Upon thinking more about this, sight in the infrared band seems like it would come with several problems. This vision would be relying on the radiant emitted by blackbody radiation, according to their temperature. But, the frequency band of this emission relies on the temperature of the object, so two different objects at different temperatures should look....the same?
What is the science-based, biologically plausible basis for vision in the pitch-black of the Underdark, that meets the following requirements:
Operates in the infrared band
If you are walking down a curved passageway of uniform, smooth stone, you must be able to distinguish the curve in the passageway.
If you are standing in a cavern with a lake in it, you must be able to distinguish the surface of the lake from a particularly smooth patch of floor.

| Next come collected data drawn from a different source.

use thiserror::Error;

/// Failure kinds of the authentication subsystem.
///
/// The first six are the session taxonomy; the Request Context collapses all
/// of them into "anonymous". The remaining variants only occur on the OAuth
/// callback path.
#[derive(Debug, Error, Clone, PartialEq, Eq)]
pub enum AuthError {
    #[error("no session cookie")]
    NoSession,

    #[error("invalid session cookie")]
    InvalidSession,

    #[error("failed to sync user info: {0}")]
    SyncFailed(String),

    #[error("user not found")]
    UserNotFound,

    #[error("user store not available")]
    StoreUnavailable,

    #[error("identity provider request failed: {0}")]
    Transport(String),

    #[error("invalid OAuth state parameter")]
    InvalidState,

    #[error("openId missing from user info")]
    MissingOpenId,

    #[error("storage error: {0}")]
    Storage(String),
}

impl AuthError {
    /// Short stable label for logs.
    pub fn kind(&self) -> &'static str {
        match self {
            Self::NoSession => "no_session",
            Self::InvalidSession => "invalid_session",
            Self::SyncFailed(_) => "sync_failed",
            Self::UserNotFound => "user_not_found",
            Self::StoreUnavailable => "store_unavailable",
            Self::Transport(_) => "transport",
            Self::InvalidState => "invalid_state",
            Self::MissingOpenId => "missing_open_id",
            Self::Storage(_) => "storage",
        }
    }
}

#[cfg(test)]
mod tests {
    use super::*;

    #[test]
    fn kinds_are_distinct() {
        let errors = [
            AuthError::NoSession,
            AuthError::InvalidSession,
            AuthError::SyncFailed(String::new()),
            AuthError::UserNotFound,
            AuthError::StoreUnavailable,
            AuthError::Transport(String::new()),
            AuthError::InvalidState,
            AuthError::MissingOpenId,
            AuthError::Storage(String::new()),
        ];
        let mut kinds: Vec<_> = errors.iter().map(AuthError::kind).collect();
        kinds.sort_unstable();
        kinds.dedup();
        assert_eq!(kinds.len(), errors.len());
    }

    #[test]
    fn sync_failed_display_carries_cause() {
        let error = AuthError::SyncFailed("connection refused".to_string());
        assert_eq!(
            error.to_string(),
            "failed to sync user info: connection refused"
        );
    }
}
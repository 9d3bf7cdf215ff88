//! In-memory test doubles for the identity provider and the user store.
//!
//! Both count their calls so tests can assert which paths were taken.

use std::collections::HashMap;
use std::sync::atomic::{AtomicBool, AtomicUsize, Ordering};
use std::sync::{Arc, Mutex as StdMutex, MutexGuard, RwLock};

use async_trait::async_trait;
use chrono::Utc;
use tokio::sync::Mutex;

use sitepulse_core::auth::{
    decode_state, AuthError, Identity, IdentityProvider, Result, TokenResponse,
};
use sitepulse_core::storage::{self, RepositoryError};
use sitepulse_core::users::{apply_upsert, plan_upsert, UpsertUser, User, UserRepository};

/// Access token handed out by [`MockIdentityProvider::exchange_code`].
pub const MOCK_ACCESS_TOKEN: &str = "tok";

/// Identity provider answering every lookup with a fixed outcome.
pub struct MockIdentityProvider {
    outcome: std::result::Result<Identity, AuthError>,
    exchange_calls: AtomicUsize,
    info_calls: AtomicUsize,
    jwt_calls: AtomicUsize,
    redirect_uris: Mutex<Vec<String>>,
}

impl MockIdentityProvider {
    pub fn returning(identity: Identity) -> Self {
        Self::with_outcome(Ok(identity))
    }

    pub fn failing(error: AuthError) -> Self {
        Self::with_outcome(Err(error))
    }

    fn with_outcome(outcome: std::result::Result<Identity, AuthError>) -> Self {
        Self {
            outcome,
            exchange_calls: AtomicUsize::new(0),
            info_calls: AtomicUsize::new(0),
            jwt_calls: AtomicUsize::new(0),
            redirect_uris: Mutex::new(Vec::new()),
        }
    }

    pub fn exchange_calls(&self) -> usize {
        self.exchange_calls.load(Ordering::SeqCst)
    }

    pub fn info_calls(&self) -> usize {
        self.info_calls.load(Ordering::SeqCst)
    }

    pub fn jwt_calls(&self) -> usize {
        self.jwt_calls.load(Ordering::SeqCst)
    }

    pub fn total_calls(&self) -> usize {
        self.exchange_calls() + self.info_calls() + self.jwt_calls()
    }

    /// Redirect URIs decoded from the `state` of each code exchange.
    pub async fn redirect_uris(&self) -> Vec<String> {
        self.redirect_uris.lock().await.clone()
    }
}

#[async_trait]
impl IdentityProvider for MockIdentityProvider {
    async fn exchange_code(&self, _code: &str, state: &str) -> Result<TokenResponse> {
        self.exchange_calls.fetch_add(1, Ordering::SeqCst);
        let redirect_uri = decode_state(state)?;
        self.redirect_uris.lock().await.push(redirect_uri);

        Ok(TokenResponse {
            access_token: MOCK_ACCESS_TOKEN.to_string(),
            token_type: Some("Bearer".to_string()),
            expires_in: None,
            refresh_token: None,
            scope: None,
            id_token: None,
        })
    }

    async fn get_user_info(&self, _access_token: &str) -> Result<Identity> {
        self.info_calls.fetch_add(1, Ordering::SeqCst);
        self.outcome.clone()
    }

    async fn get_user_info_by_jwt(&self, _jwt_token: &str) -> Result<Identity> {
        self.jwt_calls.fetch_add(1, Ordering::SeqCst);
        self.outcome.clone()
    }
}

/// User store backed by a `HashMap`, with the same upsert rules as the
/// SQLite repository.
#[derive(Clone, Default)]
pub struct InMemoryUserRepository {
    owner_open_id: Option<String>,
    users: Arc<RwLock<HashMap<String, User>>>,
    upserts: Arc<StdMutex<Vec<UpsertUser>>>,
    lookup_calls: Arc<AtomicUsize>,
    unavailable: Arc<AtomicBool>,
    fail_writes: Arc<AtomicBool>,
    drop_writes: Arc<AtomicBool>,
}

impl InMemoryUserRepository {
    pub fn new() -> Self {
        Self::default()
    }

    /// Store that promotes `owner_open_id` to admin on first insert.
    pub fn with_owner(owner_open_id: impl Into<String>) -> Self {
        Self {
            owner_open_id: Some(owner_open_id.into()),
            ..Self::default()
        }
    }

    /// Behave like a deployment without a database.
    pub fn set_unavailable(&self, value: bool) {
        self.unavailable.store(value, Ordering::SeqCst);
    }

    /// Make every upsert fail with a query error.
    pub fn fail_writes(&self, value: bool) {
        self.fail_writes.store(value, Ordering::SeqCst);
    }

    /// Accept upserts without storing them.
    pub fn drop_writes(&self, value: bool) {
        self.drop_writes.store(value, Ordering::SeqCst);
    }

    pub fn upsert_calls(&self) -> usize {
        self.recorded().len()
    }

    /// Upserts received so far, in call order.
    pub fn upserts(&self) -> Vec<UpsertUser> {
        self.recorded().clone()
    }

    fn recorded(&self) -> MutexGuard<'_, Vec<UpsertUser>> {
        self.upserts.lock().unwrap_or_else(|poisoned| poisoned.into_inner())
    }

    pub fn lookup_calls(&self) -> usize {
        self.lookup_calls.load(Ordering::SeqCst)
    }

    pub fn reset_counters(&self) {
        self.recorded().clear();
        self.lookup_calls.store(0, Ordering::SeqCst);
    }

    pub fn len(&self) -> usize {
        self.users
            .read()
            .map(|users| users.len())
            .unwrap_or_else(|poisoned| poisoned.into_inner().len())
    }

    pub fn is_empty(&self) -> bool {
        self.len() == 0
    }

    fn check_available(&self) -> storage::Result<()> {
        if self.unavailable.load(Ordering::SeqCst) {
            return Err(RepositoryError::Unavailable);
        }
        Ok(())
    }
}

#[async_trait]
impl UserRepository for InMemoryUserRepository {
    async fn upsert_user(&self, user: &UpsertUser) -> storage::Result<()> {
        self.recorded().push(user.clone());
        self.check_available()?;

        if self.fail_writes.load(Ordering::SeqCst) {
            return Err(RepositoryError::QueryFailed("write rejected".to_string()));
        }
        if self.drop_writes.load(Ordering::SeqCst) {
            return Ok(());
        }

        let plan = plan_upsert(user, self.owner_open_id.as_deref(), Utc::now())?;
        let mut users = self
            .users
            .write()
            .unwrap_or_else(|poisoned| poisoned.into_inner());
        let next_id = users.len() as i64 + 1;
        let stored = apply_upsert(users.get(&plan.open_id), &plan, next_id);
        users.insert(plan.open_id, stored);

        Ok(())
    }

    async fn get_user_by_open_id(&self, open_id: &str) -> storage::Result<Option<User>> {
        self.lookup_calls.fetch_add(1, Ordering::SeqCst);
        self.check_available()?;

        let users = self
            .users
            .read()
            .unwrap_or_else(|poisoned| poisoned.into_inner());
        Ok(users.get(open_id).cloned())
    }
}

#[cfg(test)]
mod tests {
    use super::*;
    use sitepulse_core::users::Role;

    #[tokio::test]
    async fn repeated_upsert_keeps_one_row_and_bumps_last_signed_in() {
        let repo = InMemoryUserRepository::new();

        repo.upsert_user(&UpsertUser::new("u1")).await.unwrap();
        let first = repo.get_user_by_open_id("u1").await.unwrap().unwrap();
        tokio::time::sleep(std::time::Duration::from_millis(5)).await;
        repo.upsert_user(&UpsertUser::new("u1")).await.unwrap();
        let second = repo.get_user_by_open_id("u1").await.unwrap().unwrap();

        assert_eq!(repo.len(), 1);
        assert_eq!(first.id, second.id);
        assert!(second.last_signed_in > first.last_signed_in);
    }

    #[tokio::test]
    async fn owner_is_admin_on_first_insert() {
        let repo = InMemoryUserRepository::with_owner("owner");

        repo.upsert_user(&UpsertUser::new("owner")).await.unwrap();
        repo.upsert_user(&UpsertUser::new("someone")).await.unwrap();

        let owner = repo.get_user_by_open_id("owner").await.unwrap().unwrap();
        let someone = repo.get_user_by_open_id("someone").await.unwrap().unwrap();
        assert_eq!(owner.role, Role::Admin);
        assert_eq!(someone.role, Role::User);
    }

    #[tokio::test]
    async fn unavailable_store_is_distinguishable() {
        let repo = InMemoryUserRepository::new();
        repo.set_unavailable(true);

        let write = repo.upsert_user(&UpsertUser::new("u1")).await;
        let read = repo.get_user_by_open_id("u1").await;

        assert!(matches!(write, Err(RepositoryError::Unavailable)));
        assert!(matches!(read, Err(RepositoryError::Unavailable)));
    }

    #[tokio::test]
    async fn mock_provider_decodes_state() {
        let provider = MockIdentityProvider::failing(AuthError::MissingOpenId);
        let state = sitepulse_core::auth::encode_state("/dashboard");

        let token = provider.exchange_code("abc", &state).await.unwrap();

        assert_eq!(token.access_token, MOCK_ACCESS_TOKEN);
        assert_eq!(provider.redirect_uris().await, vec!["/dashboard".to_string()]);
        assert_eq!(provider.get_user_info("tok").await, Err(AuthError::MissingOpenId));
    }
}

If you are hunting from underground mushrooms, you must be able to distinguish by sight between Ripened Feast mushroom, which tastes like cheddar cheese, and a Pustulent Death mushroom, which liquifies your skin. These mushrooms smell exactly alike, and have the same exact shape, and can only be distinguished by their 'color'.
This post was sourced from https://worldbuilding.stackexchange.com/q/130401. It is licensed under CC BY-SA 4.0.
1 answer
Let me address your second paragraph:
Upon thinking more about this, sight in the infrared band seems like it would come with several problems. This vision would be relying on the radiant emitted by blackbody radiation, according to their temperature. But, the frequency band of this emission relies on the temperature of the object, so two different objects at different temperatures should look....the same?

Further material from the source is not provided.